What types of data sources support real-time synchronization?

For more information about the types of data sources that support real-time synchronization, see Data source types that support real-time synchronization.

Why is the Internet not recommended for real-time synchronization?

Real-time synchronization over the Internet has the following disadvantages:
  • Packet loss may occur, and the performance of data synchronization may be affected due to unstable network connection.
  • The security of data synchronization is low.

What operation does DataWorks perform on the data records that are synchronized in real time?

When Data Integration synchronizes data from a data source, such as a MySQL, Oracle, LogHub, or PolarDB data source, to a DataHub or Kafka data source in real time, Data Integration adds five fields to the data records in the destination. These fields are used for operations such as metadata management, sorting, and deduplication. For more information, see Fields used for real-time synchronization.

Why does my real-time synchronization node have high latency?

If some data that is generated by your real-time synchronization node cannot be queried, the node may have latency.

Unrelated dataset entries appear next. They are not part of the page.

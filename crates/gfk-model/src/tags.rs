//! Tag-set diffing for the registration layer.
//!
//! The backend treats tags case-insensitively, so both sides of a diff are
//! lowercased before comparison. Pure set logic; the caller decides what to
//! do with the resulting subscribe/unsubscribe sets.

use std::collections::BTreeSet;

/// The tag changes needed to move a registration from `saved` to `new`.
#[derive(Clone, Debug, Default, PartialEq, Eq)]
pub struct TagsDiff {
    /// Tags present in the new set but not yet subscribed.
    pub subscribe: BTreeSet<String>,
    /// Tags currently subscribed but absent from the new set.
    pub unsubscribe: BTreeSet<String>,
}

impl TagsDiff {
    pub fn is_empty(&self) -> bool {
        self.subscribe.is_empty() && self.unsubscribe.is_empty()
    }
}

/// Lowercase every tag in the set.
pub fn lowercase_tags(tags: &BTreeSet<String>) -> BTreeSet<String> {
    tags.iter().map(|t| t.to_lowercase()).collect()
}

/// Compute the subscribe/unsubscribe sets that reconcile `saved` with `new`.
///
/// Both inputs are lowercased first, so `"NYC"` and `"nyc"` are the same tag.
pub fn diff_tags(saved: &BTreeSet<String>, new: &BTreeSet<String>) -> TagsDiff {
    let saved = lowercase_tags(saved);
    let new = lowercase_tags(new);
    TagsDiff {
        subscribe: new.difference(&saved).cloned().collect(),
        unsubscribe: saved.difference(&new).cloned().collect(),
    }
}

#[cfg(test)]
mod tests {
    use super::*;

    fn set(tags: &[&str]) -> BTreeSet<String> {
        tags.iter().map(|t| t.to_string()).collect()
    }

    #[test]
    fn disjoint_sets_swap_entirely() {
        let d = diff_tags(&set(&["a", "b"]), &set(&["c"]));
        assert_eq!(d.subscribe, set(&["c"]));
        assert_eq!(d.unsubscribe, set(&["a", "b"]));
    }

    #[test]
    fn equal_sets_diff_empty() {
        let d = diff_tags(&set(&["a", "b"]), &set(&["b", "a"]));
        assert!(d.is_empty());
    }

    #[test]
    fn comparison_is_case_insensitive() {
        let d = diff_tags(&set(&["NYC", "sfo"]), &set(&["nyc", "SFO"]));
        assert!(d.is_empty());
    }

    #[test]
    fn output_is_lowercased() {
        let d = diff_tags(&set(&[]), &set(&["NYC"]));
        assert_eq!(d.subscribe, set(&["nyc"]));
    }

    #[test]
    fn empty_new_set_unsubscribes_all() {
        let d = diff_tags(&set(&["a"]), &set(&[]));
        assert_eq!(d.unsubscribe, set(&["a"]));
        assert!(d.subscribe.is_empty());
    }
}
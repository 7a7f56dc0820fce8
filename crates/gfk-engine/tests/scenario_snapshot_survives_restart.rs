use gfk_engine::GeofenceEngine;
use gfk_model::GeofenceResponseData;
use gfk_registrar::InMemoryRegistrar;
use gfk_store::FileGeofenceStore;
use gfk_testkit::{geofence, response};

// The persisted snapshot is the single prior-state source of truth across
// process restarts: a fresh engine over the same file continues where the
// previous one left off.
#[test]
fn scenario_snapshot_survives_restart() {
    let dir = tempfile::tempdir().unwrap();
    let path = dir.path().join("geofences.json");

    {
        let store = FileGeofenceStore::new(&path);
        let mut engine = GeofenceEngine::new(InMemoryRegistrar::new(), store);
        let report = engine.process_response(&response(vec![geofence(100, 9_999, &[1])]), 1_000);
        assert!(report.is_clean());
    }

    // "Restart": new engine, new registrar, same file.
    let store = FileGeofenceStore::new(&path);
    let mut engine = GeofenceEngine::new(InMemoryRegistrar::new(), store);
    let report = engine.process_response(&GeofenceResponseData::empty(), 2_000);

    // The previous install's region is known and gets stopped.
    assert_eq!(report.stopped, vec!["fence:100:1".to_string()]);
    assert_eq!(report.persisted_geofences, 0);
}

You can go to the Real Time DI page in Operation Center to check whether the value that indicates the latency is excessively large.

The following table describes the possible reasons of high latency.

Problem description Cause Solution
High latency occurs on the source. A large number of data changes are made on the source.

If the latency spikes, the amount of data in the source increases at a specific point in time.

If the source contains a large amount of data and high data synchronization latency is caused by frequent data updates in the source, you can use one of the following solutions to resolve the issue:
  • Modify the configuration of the real-time synchronization node: You can adjust the number of parallel threads that can be used for data synchronization based on the number of databases or tables from which you want to read data and the maximum number of connections allowed for the source.
    Note You must make sure that the number of parallel threads after the adjustment does not exceed the maximum number of parallel threads that can be supported by your resource group. The maximum number of nodes that can be run in parallel on a resource group and the maximum number of parallel threads that is supported by a resource group vary based on the specifications of resource groups. For more information, see Overview. If you want to run a real-time synchronization node to synchronize data from an ApsaraDB RDS database, you can specify the number of parallel threads that can be used for data synchronization based on the maximum number of connections allowed for the ApsaraDB RDS database. If you want to run such a node to synchronize data from LogHub, you can specify the number of parallel threads that can be used for data synchronization based on the number of shards in the related Logstore.
  • Change the specifications of the resource group: If the amount of data in the source increases or the configuration of the data synchronization solution to which the real-time synchronization node belongs is modified, the resources in the resource group that you use are insufficient to synchronize the data in the source. In this case, you can upgrade the specifications of the resource group. If you modify the configuration of the data synchronization solution, you can change the number of source databases and tables. For example, if the original data synchronization solution is used to synchronize data from a single table in a database, after you modify the configuration of the solution, the solution can be used to synchronize data from multiple tables in multiple databases. For more information about how to change the specifications of a resource group, see Change the specifications of a resource group.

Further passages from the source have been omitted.